___ Input ___

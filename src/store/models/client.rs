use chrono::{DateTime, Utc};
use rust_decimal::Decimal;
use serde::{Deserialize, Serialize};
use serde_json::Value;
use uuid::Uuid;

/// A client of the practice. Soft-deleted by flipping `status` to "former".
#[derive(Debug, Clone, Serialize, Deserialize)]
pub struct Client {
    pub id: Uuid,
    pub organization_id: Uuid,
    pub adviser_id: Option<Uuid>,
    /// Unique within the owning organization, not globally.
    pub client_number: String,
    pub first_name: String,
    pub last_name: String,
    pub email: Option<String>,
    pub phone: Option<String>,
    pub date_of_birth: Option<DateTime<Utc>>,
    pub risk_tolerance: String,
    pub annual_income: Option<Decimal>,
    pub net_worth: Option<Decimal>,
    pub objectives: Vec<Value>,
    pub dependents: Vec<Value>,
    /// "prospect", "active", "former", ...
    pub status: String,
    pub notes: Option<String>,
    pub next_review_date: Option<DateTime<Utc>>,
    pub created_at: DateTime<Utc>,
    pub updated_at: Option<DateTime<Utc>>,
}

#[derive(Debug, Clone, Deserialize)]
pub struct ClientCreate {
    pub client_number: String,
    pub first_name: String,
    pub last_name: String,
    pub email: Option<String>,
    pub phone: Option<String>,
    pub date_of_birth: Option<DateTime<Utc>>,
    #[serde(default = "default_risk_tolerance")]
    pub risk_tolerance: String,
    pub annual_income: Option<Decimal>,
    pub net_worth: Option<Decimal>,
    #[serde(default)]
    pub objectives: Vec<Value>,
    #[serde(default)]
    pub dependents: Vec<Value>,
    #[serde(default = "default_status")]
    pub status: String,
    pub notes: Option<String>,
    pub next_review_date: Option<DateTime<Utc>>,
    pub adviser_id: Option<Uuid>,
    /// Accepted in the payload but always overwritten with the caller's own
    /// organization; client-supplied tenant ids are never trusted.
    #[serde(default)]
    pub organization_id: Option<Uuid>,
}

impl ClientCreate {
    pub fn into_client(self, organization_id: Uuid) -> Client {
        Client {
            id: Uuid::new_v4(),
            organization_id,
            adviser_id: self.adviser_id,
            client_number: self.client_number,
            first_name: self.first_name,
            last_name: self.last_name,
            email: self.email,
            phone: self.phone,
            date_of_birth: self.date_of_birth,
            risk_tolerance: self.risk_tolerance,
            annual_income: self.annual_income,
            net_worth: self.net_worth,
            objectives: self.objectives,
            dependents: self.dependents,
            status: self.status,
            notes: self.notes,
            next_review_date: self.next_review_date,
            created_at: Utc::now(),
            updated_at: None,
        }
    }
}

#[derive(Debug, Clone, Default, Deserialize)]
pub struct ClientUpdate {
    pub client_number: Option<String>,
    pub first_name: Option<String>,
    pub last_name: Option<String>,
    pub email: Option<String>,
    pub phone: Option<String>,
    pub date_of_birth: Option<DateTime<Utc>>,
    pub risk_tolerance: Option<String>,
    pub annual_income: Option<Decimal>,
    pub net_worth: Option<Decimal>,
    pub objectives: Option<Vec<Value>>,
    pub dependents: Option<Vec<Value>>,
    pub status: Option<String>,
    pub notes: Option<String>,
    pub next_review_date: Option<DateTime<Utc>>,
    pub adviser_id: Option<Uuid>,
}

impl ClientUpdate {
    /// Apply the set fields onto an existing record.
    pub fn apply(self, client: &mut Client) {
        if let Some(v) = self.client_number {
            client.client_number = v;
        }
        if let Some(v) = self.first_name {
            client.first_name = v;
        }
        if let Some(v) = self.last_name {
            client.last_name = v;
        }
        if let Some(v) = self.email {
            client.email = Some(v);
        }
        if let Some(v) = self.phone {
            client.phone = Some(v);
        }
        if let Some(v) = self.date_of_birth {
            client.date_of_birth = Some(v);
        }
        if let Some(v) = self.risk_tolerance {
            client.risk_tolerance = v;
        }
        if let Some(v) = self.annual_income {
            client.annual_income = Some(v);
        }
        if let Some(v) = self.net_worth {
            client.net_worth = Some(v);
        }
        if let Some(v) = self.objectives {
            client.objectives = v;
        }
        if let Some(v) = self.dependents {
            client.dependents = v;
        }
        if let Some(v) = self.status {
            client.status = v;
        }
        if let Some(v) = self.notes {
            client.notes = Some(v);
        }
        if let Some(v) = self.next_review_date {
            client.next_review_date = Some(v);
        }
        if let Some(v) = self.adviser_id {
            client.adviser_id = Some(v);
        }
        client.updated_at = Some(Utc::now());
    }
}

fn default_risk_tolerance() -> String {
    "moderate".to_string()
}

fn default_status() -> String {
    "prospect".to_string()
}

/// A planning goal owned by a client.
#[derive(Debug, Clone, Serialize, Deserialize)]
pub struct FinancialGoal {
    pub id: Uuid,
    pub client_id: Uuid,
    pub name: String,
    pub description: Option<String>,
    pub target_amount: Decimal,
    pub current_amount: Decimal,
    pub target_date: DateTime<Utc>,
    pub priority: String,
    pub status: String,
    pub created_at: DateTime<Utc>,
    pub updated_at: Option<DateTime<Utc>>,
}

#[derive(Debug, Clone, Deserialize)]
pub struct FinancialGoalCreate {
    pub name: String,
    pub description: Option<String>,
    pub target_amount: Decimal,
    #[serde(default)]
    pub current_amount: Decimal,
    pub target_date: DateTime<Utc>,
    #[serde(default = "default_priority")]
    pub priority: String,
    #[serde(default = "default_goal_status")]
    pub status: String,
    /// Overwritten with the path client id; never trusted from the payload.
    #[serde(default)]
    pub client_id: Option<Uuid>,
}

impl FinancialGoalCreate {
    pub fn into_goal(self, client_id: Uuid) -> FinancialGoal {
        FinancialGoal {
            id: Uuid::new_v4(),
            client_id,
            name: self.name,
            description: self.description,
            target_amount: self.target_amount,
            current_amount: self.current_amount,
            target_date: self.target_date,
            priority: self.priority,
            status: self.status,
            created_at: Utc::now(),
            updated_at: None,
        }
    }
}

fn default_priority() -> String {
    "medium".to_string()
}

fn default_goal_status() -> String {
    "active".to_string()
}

___

Prompt: Reply by returning the full set of records above exactly.

Solution to the problem:
filename src/store/models/client.rs
use chrono::{DateTime, Utc};
use rust_decimal::Decimal;
use serde::{Deserialize, Serialize};
use serde_json::Value;
use uuid::Uuid;

/// A client of the practice. Soft-deleted by flipping `status` to "former".
#[derive(Debug, Clone, Serialize, Deserialize)]
pub struct Client {
    pub id: Uuid,
    pub organization_id: Uuid,
    pub adviser_id: Option<Uuid>,
    /// Unique within the owning organization, not globally.
    pub client_number: String,
    pub first_name: String,
    pub last_name: String,
    pub email: Option<String>,
    pub phone: Option<String>,
    pub date_of_birth: Option<DateTime<Utc>>,
    pub risk_tolerance: String,
    pub annual_income: Option<Decimal>,
    pub net_worth: Option<Decimal>,
    pub objectives: Vec<Value>,
    pub dependents: Vec<Value>,
    /// "prospect", "active", "former", ...
    pub status: String,
    pub notes: Option<String>,
    pub next_review_date: Option<DateTime<Utc>>,
    pub created_at: DateTime<Utc>,
    pub updated_at: Option<DateTime<Utc>>,
}

#[derive(Debug, Clone, Deserialize)]
pub struct ClientCreate {
    pub client_number: String,
    pub first_name: String,
    pub last_name: String,
    pub email: Option<String>,
    pub phone: Option<String>,
    pub date_of_birth: Option<DateTime<Utc>>,
    #[serde(default = "default_risk_tolerance")]
    pub risk_tolerance: String,
    pub annual_income: Option<Decimal>,
    pub net_worth: Option<Decimal>,
    #[serde(default)]
    pub objectives: Vec<Value>,
    #[serde(default)]
    pub dependents: Vec<Value>,
    #[serde(default = "default_status")]
    pub status: String,
    pub notes: Option<String>,
    pub next_review_date: Option<DateTime<Utc>>,
    pub adviser_id: Option<Uuid>,
    /// Accepted in the payload but always overwritten with the caller's own
    /// organization; client-supplied tenant ids are never trusted.
    #[serde(default)]
    pub organization_id: Option<Uuid>,
}

impl ClientCreate {
    pub fn into_client(self, organization_id: Uuid) -> Client {
        Client {
            id: Uuid::new_v4(),
            organization_id,
            adviser_id: self.adviser_id,
            client_number: self.client_number,
            first_name: self.first_name,
            last_name: self.last_name,
            email: self.email,
            phone: self.phone,
            date_of_birth: self.date_of_birth,
            risk_tolerance: self.risk_tolerance,
            annual_income: self.annual_income,
            net_worth: self.net_worth,
            objectives: self.objectives,
            dependents: self.dependents,
            status: self.status,
            notes: self.notes,
            next_review_date: self.next_review_date,
            created_at: Utc::now(),
            updated_at: None,
        }
    }
}

#[derive(Debug, Clone, Default, Deserialize)]
pub struct ClientUpdate {
    pub client_number: Option<String>,
    pub first_name: Option<String>,
    pub last_name: Option<String>,
    pub email: Option<String>,
    pub phone: Option<String>,
    pub date_of_birth: Option<DateTime<Utc>>,
    pub risk_tolerance: Option<String>,
    pub annual_income: Option<Decimal>,
    pub net_worth: Option<Decimal>,
    pub objectives: Option<Vec<Value>>,
    pub dependents: Option<Vec<Value>>,
    pub status: Option<String>,
    pub notes: Option<String>,
    pub next_review_date: Option<DateTime<Utc>>,
    pub adviser_id: Option<Uuid>,
}

impl ClientUpdate {
    /// Apply the set fields onto an existing record.
    pub fn apply(self, client: &mut Client) {
        if let Some(v) = self.client_number {
            client.client_number = v;
        }
        if let Some(v) = self.first_name {
            client.first_name = v;
        }
        if let Some(v) = self.last_name {
            client.last_name = v;
        }
        if let Some(v) = self.email {
            client.email = Some(v);
        }
        if let Some(v) = self.phone {
            client.phone = Some(v);
        }
        if let Some(v) = self.date_of_birth {
            client.date_of_birth = Some(v);
        }
        if let Some(v) = self.risk_tolerance {
            client.risk_tolerance = v;
        }
        if let Some(v) = self.annual_income {
            client.annual_income = Some(v);
        }
        if let Some(v) = self.net_worth {
            client.net_worth = Some(v);
        }
        if let Some(v) = self.objectives {
            client.objectives = v;
        }
        if let Some(v) = self.dependents {
            client.dependents = v;
        }
        if let Some(v) = self.status {
            client.status = v;
        }
        if let Some(v) = self.notes {
            client.notes = Some(v);
        }
        if let Some(v) = self.next_review_date {
            client.next_review_date = Some(v);
        }
        if let Some(v) = self.adviser_id {
            client.adviser_id = Some(v);
        }
        client.updated_at = Some(Utc::now());
    }
}

fn default_risk_tolerance() -> String {
    "moderate".to_string()
}

fn default_status() -> String {
    "prospect".to_string()
}

/// A planning goal owned by a client.
#[derive(Debug, Clone, Serialize, Deserialize)]
pub struct FinancialGoal {
    pub id: Uuid,
    pub client_id: Uuid,
    pub name: String,
    pub description: Option<String>,
    pub target_amount: Decimal,
    pub current_amount: Decimal,
    pub target_date: DateTime<Utc>,
    pub priority: String,
    pub status: String,
    pub created_at: DateTime<Utc>,
    pub updated_at: Option<DateTime<Utc>>,
}

#[derive(Debug, Clone, Deserialize)]
pub struct FinancialGoalCreate {
    pub name: String,
    pub description: Option<String>,
    pub target_amount: Decimal,
    #[serde(default)]
    pub current_amount: Decimal,
    pub target_date: DateTime<Utc>,
    #[serde(default = "default_priority")]
    pub priority: String,
    #[serde(default = "default_goal_status")]
    pub status: String,
    /// Overwritten with the path client id; never trusted from the payload.
    #[serde(default)]
    pub client_id: Option<Uuid>,
}

impl FinancialGoalCreate {
    pub fn into_goal(self, client_id: Uuid) -> FinancialGoal {
        FinancialGoal {
            id: Uuid::new_v4(),
            client_id,
            name: self.name,
            description: self.description,
            target_amount: self.target_amount,
            current_amount: self.current_amount,
            target_date: self.target_date,
            priority: self.priority,
            status: self.status,
            created_at: Utc::now(),
            updated_at: None,
        }
    }
}

fn default_priority() -> String {
    "medium".to_string()
}

fn default_goal_status() -> String {
    "active".to_string()
}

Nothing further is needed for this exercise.